**Instructions to follow**. Every entry is to be returned verbatim.

(Collected data entries)
<<<<

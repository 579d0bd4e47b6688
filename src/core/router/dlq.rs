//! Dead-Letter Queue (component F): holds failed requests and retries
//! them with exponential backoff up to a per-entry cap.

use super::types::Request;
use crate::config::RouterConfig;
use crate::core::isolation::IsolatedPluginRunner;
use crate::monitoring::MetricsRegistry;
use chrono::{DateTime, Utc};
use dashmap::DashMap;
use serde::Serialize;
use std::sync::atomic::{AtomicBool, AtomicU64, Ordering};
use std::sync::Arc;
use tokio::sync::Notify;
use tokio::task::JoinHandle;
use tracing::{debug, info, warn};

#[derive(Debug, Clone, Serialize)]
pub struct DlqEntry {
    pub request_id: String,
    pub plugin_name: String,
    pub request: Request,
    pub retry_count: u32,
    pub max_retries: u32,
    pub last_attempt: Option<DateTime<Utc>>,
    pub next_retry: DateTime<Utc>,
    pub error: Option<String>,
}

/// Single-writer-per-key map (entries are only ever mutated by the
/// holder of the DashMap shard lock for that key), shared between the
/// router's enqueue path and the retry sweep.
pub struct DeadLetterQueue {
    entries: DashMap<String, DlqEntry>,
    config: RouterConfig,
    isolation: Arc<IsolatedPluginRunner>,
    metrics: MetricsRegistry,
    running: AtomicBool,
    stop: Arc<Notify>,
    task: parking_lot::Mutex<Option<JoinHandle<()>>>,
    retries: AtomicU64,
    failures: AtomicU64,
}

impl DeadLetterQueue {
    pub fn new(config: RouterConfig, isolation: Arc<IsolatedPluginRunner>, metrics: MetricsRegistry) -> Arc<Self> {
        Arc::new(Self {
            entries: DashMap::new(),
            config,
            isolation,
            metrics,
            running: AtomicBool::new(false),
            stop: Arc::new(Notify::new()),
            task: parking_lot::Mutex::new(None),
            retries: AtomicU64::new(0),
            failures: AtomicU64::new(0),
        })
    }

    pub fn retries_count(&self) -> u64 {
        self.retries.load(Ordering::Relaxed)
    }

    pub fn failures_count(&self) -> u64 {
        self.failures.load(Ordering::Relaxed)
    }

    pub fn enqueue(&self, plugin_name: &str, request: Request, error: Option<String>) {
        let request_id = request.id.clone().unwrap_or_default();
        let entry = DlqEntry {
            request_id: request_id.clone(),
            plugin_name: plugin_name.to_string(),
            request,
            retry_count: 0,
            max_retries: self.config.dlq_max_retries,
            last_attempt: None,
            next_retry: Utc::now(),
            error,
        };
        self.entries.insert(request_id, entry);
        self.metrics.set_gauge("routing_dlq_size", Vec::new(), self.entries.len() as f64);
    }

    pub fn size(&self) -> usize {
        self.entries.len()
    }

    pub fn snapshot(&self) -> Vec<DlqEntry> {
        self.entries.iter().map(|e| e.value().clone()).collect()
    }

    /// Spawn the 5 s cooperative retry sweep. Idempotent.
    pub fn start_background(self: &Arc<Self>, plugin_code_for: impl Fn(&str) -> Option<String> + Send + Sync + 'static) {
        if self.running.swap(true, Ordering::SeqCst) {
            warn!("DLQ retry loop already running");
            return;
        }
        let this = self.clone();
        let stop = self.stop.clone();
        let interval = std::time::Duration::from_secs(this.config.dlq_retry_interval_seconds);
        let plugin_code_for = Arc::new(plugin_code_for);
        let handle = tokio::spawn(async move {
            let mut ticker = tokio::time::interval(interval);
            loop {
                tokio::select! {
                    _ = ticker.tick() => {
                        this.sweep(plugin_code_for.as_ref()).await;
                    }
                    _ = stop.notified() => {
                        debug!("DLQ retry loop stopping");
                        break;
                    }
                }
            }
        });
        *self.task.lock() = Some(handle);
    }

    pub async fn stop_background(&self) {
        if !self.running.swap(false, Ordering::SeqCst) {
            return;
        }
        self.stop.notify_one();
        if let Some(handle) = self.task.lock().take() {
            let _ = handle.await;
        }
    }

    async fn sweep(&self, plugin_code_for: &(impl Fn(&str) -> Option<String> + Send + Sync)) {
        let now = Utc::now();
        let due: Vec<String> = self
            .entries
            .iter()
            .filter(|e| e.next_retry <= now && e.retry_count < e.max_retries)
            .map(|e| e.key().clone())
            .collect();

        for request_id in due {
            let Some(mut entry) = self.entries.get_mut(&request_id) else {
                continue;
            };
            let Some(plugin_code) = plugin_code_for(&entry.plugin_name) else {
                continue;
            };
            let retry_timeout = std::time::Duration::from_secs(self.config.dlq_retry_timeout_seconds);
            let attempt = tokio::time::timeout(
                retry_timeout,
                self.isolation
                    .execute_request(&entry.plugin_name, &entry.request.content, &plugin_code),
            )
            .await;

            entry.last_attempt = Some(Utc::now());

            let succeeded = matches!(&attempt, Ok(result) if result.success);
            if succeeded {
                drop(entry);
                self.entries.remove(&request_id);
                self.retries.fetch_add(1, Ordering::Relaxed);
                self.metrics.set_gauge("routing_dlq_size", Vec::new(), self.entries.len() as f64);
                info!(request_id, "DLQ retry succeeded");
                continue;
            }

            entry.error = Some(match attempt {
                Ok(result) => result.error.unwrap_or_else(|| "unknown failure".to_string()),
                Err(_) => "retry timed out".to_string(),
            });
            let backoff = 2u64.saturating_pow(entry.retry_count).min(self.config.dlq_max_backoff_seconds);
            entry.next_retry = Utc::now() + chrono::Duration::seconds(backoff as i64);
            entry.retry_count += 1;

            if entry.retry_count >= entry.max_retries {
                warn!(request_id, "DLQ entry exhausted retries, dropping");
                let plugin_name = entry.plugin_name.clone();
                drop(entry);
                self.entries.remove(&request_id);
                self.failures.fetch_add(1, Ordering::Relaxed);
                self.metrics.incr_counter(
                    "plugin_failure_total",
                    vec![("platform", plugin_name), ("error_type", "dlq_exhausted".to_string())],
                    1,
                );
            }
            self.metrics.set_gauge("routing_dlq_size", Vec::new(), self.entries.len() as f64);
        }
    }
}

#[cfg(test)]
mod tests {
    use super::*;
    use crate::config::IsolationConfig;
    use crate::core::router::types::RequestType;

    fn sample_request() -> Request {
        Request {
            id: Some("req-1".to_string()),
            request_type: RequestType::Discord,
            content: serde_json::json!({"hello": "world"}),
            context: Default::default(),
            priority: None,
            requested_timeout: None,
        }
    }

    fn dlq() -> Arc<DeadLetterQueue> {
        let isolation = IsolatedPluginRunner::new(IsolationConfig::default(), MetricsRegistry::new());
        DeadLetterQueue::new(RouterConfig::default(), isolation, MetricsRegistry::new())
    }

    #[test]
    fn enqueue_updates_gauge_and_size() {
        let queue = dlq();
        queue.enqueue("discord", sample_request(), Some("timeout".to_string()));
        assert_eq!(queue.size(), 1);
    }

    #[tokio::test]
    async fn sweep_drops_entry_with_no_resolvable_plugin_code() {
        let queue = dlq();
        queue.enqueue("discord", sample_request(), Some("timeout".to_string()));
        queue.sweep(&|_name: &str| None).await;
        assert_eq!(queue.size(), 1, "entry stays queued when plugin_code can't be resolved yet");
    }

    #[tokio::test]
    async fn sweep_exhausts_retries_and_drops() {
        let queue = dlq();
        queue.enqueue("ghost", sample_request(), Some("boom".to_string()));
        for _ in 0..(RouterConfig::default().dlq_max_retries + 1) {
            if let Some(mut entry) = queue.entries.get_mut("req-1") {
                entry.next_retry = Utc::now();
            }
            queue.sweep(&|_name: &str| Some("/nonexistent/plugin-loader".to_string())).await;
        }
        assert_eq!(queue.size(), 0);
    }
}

>>>>

**Exercise solution**.
repository 579d0bd4e47b6688
filename src/core/router/dlq.rs
//! Dead-Letter Queue (component F): holds failed requests and retries
//! them with exponential backoff up to a per-entry cap.

use super::types::Request;
use crate::config::RouterConfig;
use crate::core::isolation::IsolatedPluginRunner;
use crate::monitoring::MetricsRegistry;
use chrono::{DateTime, Utc};
use dashmap::DashMap;
use serde::Serialize;
use std::sync::atomic::{AtomicBool, AtomicU64, Ordering};
use std::sync::Arc;
use tokio::sync::Notify;
use tokio::task::JoinHandle;
use tracing::{debug, info, warn};

#[derive(Debug, Clone, Serialize)]
pub struct DlqEntry {
    pub request_id: String,
    pub plugin_name: String,
    pub request: Request,
    pub retry_count: u32,
    pub max_retries: u32,
    pub last_attempt: Option<DateTime<Utc>>,
    pub next_retry: DateTime<Utc>,
    pub error: Option<String>,
}

/// Single-writer-per-key map (entries are only ever mutated by the
/// holder of the DashMap shard lock for that key), shared between the
/// router's enqueue path and the retry sweep.
pub struct DeadLetterQueue {
    entries: DashMap<String, DlqEntry>,
    config: RouterConfig,
    isolation: Arc<IsolatedPluginRunner>,
    metrics: MetricsRegistry,
    running: AtomicBool,
    stop: Arc<Notify>,
    task: parking_lot::Mutex<Option<JoinHandle<()>>>,
    retries: AtomicU64,
    failures: AtomicU64,
}

impl DeadLetterQueue {
    pub fn new(config: RouterConfig, isolation: Arc<IsolatedPluginRunner>, metrics: MetricsRegistry) -> Arc<Self> {
        Arc::new(Self {
            entries: DashMap::new(),
            config,
            isolation,
            metrics,
            running: AtomicBool::new(false),
            stop: Arc::new(Notify::new()),
            task: parking_lot::Mutex::new(None),
            retries: AtomicU64::new(0),
            failures: AtomicU64::new(0),
        })
    }

    pub fn retries_count(&self) -> u64 {
        self.retries.load(Ordering::Relaxed)
    }

    pub fn failures_count(&self) -> u64 {
        self.failures.load(Ordering::Relaxed)
    }

    pub fn enqueue(&self, plugin_name: &str, request: Request, error: Option<String>) {
        let request_id = request.id.clone().unwrap_or_default();
        let entry = DlqEntry {
            request_id: request_id.clone(),
            plugin_name: plugin_name.to_string(),
            request,
            retry_count: 0,
            max_retries: self.config.dlq_max_retries,
            last_attempt: None,
            next_retry: Utc::now(),
            error,
        };
        self.entries.insert(request_id, entry);
        self.metrics.set_gauge("routing_dlq_size", Vec::new(), self.entries.len() as f64);
    }

    pub fn size(&self) -> usize {
        self.entries.len()
    }

    pub fn snapshot(&self) -> Vec<DlqEntry> {
        self.entries.iter().map(|e| e.value().clone()).collect()
    }

    /// Spawn the 5 s cooperative retry sweep. Idempotent.
    pub fn start_background(self: &Arc<Self>, plugin_code_for: impl Fn(&str) -> Option<String> + Send + Sync + 'static) {
        if self.running.swap(true, Ordering::SeqCst) {
            warn!("DLQ retry loop already running");
            return;
        }
        let this = self.clone();
        let stop = self.stop.clone();
        let interval = std::time::Duration::from_secs(this.config.dlq_retry_interval_seconds);
        let plugin_code_for = Arc::new(plugin_code_for);
        let handle = tokio::spawn(async move {
            let mut ticker = tokio::time::interval(interval);
            loop {
                tokio::select! {
                    _ = ticker.tick() => {
                        this.sweep(plugin_code_for.as_ref()).await;
                    }
                    _ = stop.notified() => {
                        debug!("DLQ retry loop stopping");
                        break;
                    }
                }
            }
        });
        *self.task.lock() = Some(handle);
    }

    pub async fn stop_background(&self) {
        if !self.running.swap(false, Ordering::SeqCst) {
            return;
        }
        self.stop.notify_one();
        if let Some(handle) = self.task.lock().take() {
            let _ = handle.await;
        }
    }

    async fn sweep(&self, plugin_code_for: &(impl Fn(&str) -> Option<String> + Send + Sync)) {
        let now = Utc::now();
        let due: Vec<String> = self
            .entries
            .iter()
            .filter(|e| e.next_retry <= now && e.retry_count < e.max_retries)
            .map(|e| e.key().clone())
            .collect();

        for request_id in due {
            let Some(mut entry) = self.entries.get_mut(&request_id) else {
                continue;
            };
            let Some(plugin_code) = plugin_code_for(&entry.plugin_name) else {
                continue;
            };
            let retry_timeout = std::time::Duration::from_secs(self.config.dlq_retry_timeout_seconds);
            let attempt = tokio::time::timeout(
                retry_timeout,
                self.isolation
                    .execute_request(&entry.plugin_name, &entry.request.content, &plugin_code),
            )
            .await;

            entry.last_attempt = Some(Utc::now());

            let succeeded = matches!(&attempt, Ok(result) if result.success);
            if succeeded {
                drop(entry);
                self.entries.remove(&request_id);
                self.retries.fetch_add(1, Ordering::Relaxed);
                self.metrics.set_gauge("routing_dlq_size", Vec::new(), self.entries.len() as f64);
                info!(request_id, "DLQ retry succeeded");
                continue;
            }

            entry.error = Some(match attempt {
                Ok(result) => result.error.unwrap_or_else(|| "unknown failure".to_string()),
                Err(_) => "retry timed out".to_string(),
            });
            let backoff = 2u64.saturating_pow(entry.retry_count).min(self.config.dlq_max_backoff_seconds);
            entry.next_retry = Utc::now() + chrono::Duration::seconds(backoff as i64);
            entry.retry_count += 1;

            if entry.retry_count >= entry.max_retries {
                warn!(request_id, "DLQ entry exhausted retries, dropping");
                let plugin_name = entry.plugin_name.clone();
                drop(entry);
                self.entries.remove(&request_id);
                self.failures.fetch_add(1, Ordering::Relaxed);
                self.metrics.incr_counter(
                    "plugin_failure_total",
                    vec![("platform", plugin_name), ("error_type", "dlq_exhausted".to_string())],
                    1,
                );
            }
            self.metrics.set_gauge("routing_dlq_size", Vec::new(), self.entries.len() as f64);
        }
    }
}

#[cfg(test)]
mod tests {
    use super::*;
    use crate::config::IsolationConfig;
    use crate::core::router::types::RequestType;

    fn sample_request() -> Request {
        Request {
            id: Some("req-1".to_string()),
            request_type: RequestType::Discord,
            content: serde_json::json!({"hello": "world"}),
            context: Default::default(),
            priority: None,
            requested_timeout: None,
        }
    }

    fn dlq() -> Arc<DeadLetterQueue> {
        let isolation = IsolatedPluginRunner::new(IsolationConfig::default(), MetricsRegistry::new());
        DeadLetterQueue::new(RouterConfig::default(), isolation, MetricsRegistry::new())
    }

    #[test]
    fn enqueue_updates_gauge_and_size() {
        let queue = dlq();
        queue.enqueue("discord", sample_request(), Some("timeout".to_string()));
        assert_eq!(queue.size(), 1);
    }

    #[tokio::test]
    async fn sweep_drops_entry_with_no_resolvable_plugin_code() {
        let queue = dlq();
        queue.enqueue("discord", sample_request(), Some("timeout".to_string()));
        queue.sweep(&|_name: &str| None).await;
        assert_eq!(queue.size(), 1, "entry stays queued when plugin_code can't be resolved yet");
    }

    #[tokio::test]
    async fn sweep_exhausts_retries_and_drops() {
        let queue = dlq();
        queue.enqueue("ghost", sample_request(), Some("boom".to_string()));
        for _ in 0..(RouterConfig::default().dlq_max_retries + 1) {
            if let Some(mut entry) = queue.entries.get_mut("req-1") {
                entry.next_retry = Utc::now();
            }
            queue.sweep(&|_name: &str| Some("/nonexistent/plugin-loader".to_string())).await;
        }
        assert_eq!(queue.size(), 0);
    }
}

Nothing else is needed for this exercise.